Reich has a point. President Obama has already proposed and presented detailed policies, whereas Mitt Romney may go down as the vaguest presidential candidate in history, partly because of his own "quirky" personality, and partly because Romney has strategized himself into a ideological corner — trapped what the GOP's right wing base wants, and what the rest of the country wants. 

On the other hand, the Romney/Ryan policies aren't that much of a question mark. Behind the half truths and outright lies, is the worst of the past and the present. Romney's "five point plan" sounds like something George W. Bush would have endorsed in 2000, and we know how the the Bush era turned out — a "lost decade" of "zero job growth" for middle-class and working-class Americanstax cuts that mostly benefited the wealthy, tax increases for low-income and middle-class Americans, and a deficit where there used to be a surplus.

We don't need to go back to 2000 to understand what Romney's policies mean here and now. As Nicholas Kristof writes, Romney's economic model is the same as the austerity agenda that's dragging down the EU.

Mitt Romney’s best argument on the campaign trail has been simple: Under President Obama, the American economy has remained excruciatingly weak, far underperforming the White House’s own projections.

That’s a fair criticism.

But Obama’s best response could be this: If you want to see how Romney’s economic policies would work out, take a look at Europe. And weep.

In the last few years, Germany and Britain, in particular, have implemented precisely the policies that Romney favors, and they have been richly praised by Republicans here as a result. Yet these days those economies seem, to use a German technical term, kaput.

Is Europe a fair comparison? Well, Republicans seem to think so, because they came up with it. In the last few years, they’ve repeatedly cited Republican-style austerity in places like Germany and Britain as a model for America.

We know how austerity is working out for Europe — desperation, despair, suicide, etc. Austerity policies have sparked revolts across Europe.  Austerity is unpopular in Europe because it's not working.

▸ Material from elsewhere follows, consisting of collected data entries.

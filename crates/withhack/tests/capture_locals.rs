//! Collecting the variables a block assigns.
use pretty_assertions::assert_eq;
use withhack::{CollectStringPrint, Runner};

fn run_code(code: &str) -> String {
    let runner = Runner::new(code.to_owned(), "test.py").unwrap();
    let mut print = CollectStringPrint::new();
    runner.run(&mut print).expect("should succeed");
    print.output().to_owned()
}

#[test]
fn locals_are_collected_after_the_block_runs() {
    let code = r"
with CaptureLocals() as c:
    x = 7
    y = 8
print(c.locals)
print(x + y)
";
    assert_eq!(run_code(code), "{'x': 7, 'y': 8}\n15\n");
}

/// Reassigned names keep the position of their first assignment.
#[test]
fn ordered_locals_follow_first_assignment() {
    let code = r"
with CaptureOrderedLocals() as c:
    b = 1
    a = 2
    b = 3
print(c.locals)
";
    assert_eq!(run_code(code), "[('b', 3), ('a', 2)]\n");
}

#[test]
fn deleted_names_are_left_out() {
    let code = r"
with CaptureLocals() as c:
    kept = 1
    dropped = 2
    del dropped
print(c.locals)
";
    assert_eq!(run_code(code), "{'kept': 1}\n");
}

#[test]
fn loop_variables_are_captured_inside_functions() {
    let code = r"
def tally():
    with CaptureLocals() as c:
        total = 0
        for i in range(3):
            total = total + i
    return c.locals
print(tally())
";
    assert_eq!(run_code(code), "{'total': 3, 'i': 2}\n");
}

#[test]
fn reads_alone_are_not_captured() {
    let code = r"
seen = 5
with CaptureLocals() as c:
    print(seen)
print(c.locals)
";
    assert_eq!(run_code(code), "5\n{}\n");
}

/// Only names that are new or whose value changed are reported.
#[test]
fn modified_locals_compare_against_the_entry_snapshot() {
    let code = r"
x = 7
y = 1
with CaptureModifiedLocals() as m:
    x = 7
    y = 8
    z = 9
print(m.locals)
";
    assert_eq!(run_code(code), "{'y': 8, 'z': 9}\n");
}

/// Changes made through calls count too, not just direct assignments.
#[test]
fn modified_locals_see_indirect_changes() {
    let code = r#"
def define():
    with CaptureModifiedLocals() as m:
        setattr(box, "unused", 1)
        fresh = [1]
    return m.locals
box = SimpleNamespace()
print(define())
"#;
    assert_eq!(run_code(code), "{'fresh': [1]}\n");
}

#[test]
fn hack_attributes_are_reported_on_the_object() {
    let code = r"
with CaptureLocals() as c:
    x = 1
print(hasattr(c, 'locals'), hasattr(c, 'missing'))
print(c)
";
    assert_eq!(run_code(code), "True False\n<CaptureLocals object>\n");
}

/// Variables held in cells for a nested function are not collected.
#[test]
fn closed_over_variables_are_not_collected() {
    let code = r"
def outer():
    with CaptureLocals() as c:
        x = 1
        def get():
            return x
    return c.locals, get()
print(outer())
";
    assert_eq!(run_code(code), "({'get': <function get>}, 1)\n");
}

According to the IMF, austerity “lowers incomes in the short term, with wage-earners taking more of a hit than others; it also raises unemployment, particularly long-term unemployment” — all without lowering deficits.

Yes, in Monday night's presidential debate, Mitt Romney tried to claim that his budget policies are the only thing that can save us from European-style austerity.

In Monday night’s presidential debate, Mitt Romney echoed other Republican politicians, saying that under President Obama’s economic policies, the United States is “heading toward Greece.” Mr. Romney was invoking Greece apparently to make the point that deep and swift budget cuts are needed in the United States to avoid a debt crisis.

That bizarre comment, sadly, is no surprise in a campaign that has parted ways with the facts. The president’s budget, as scored by the Congressional Budget Office, would stabilize the ratio of federal debt to the economy over 10 years.

What is more disturbing is that the comment displays willful ignorance about the lessons of Greece, and such ignorance can only lead to bad policy decisions at home. The lesson that should be learned from Greece is that its fiscal mess has been made far worse by severe budget cuts.

Romney Economics is just more of the same austerity that's devastating Europe, and would be just as disastrous for America as it has for Europe. 

That's what Mitt Romney would have to admit, if he told the truth about jobs. And it's precisely why Mitt Romney can't tell the truth about jobs.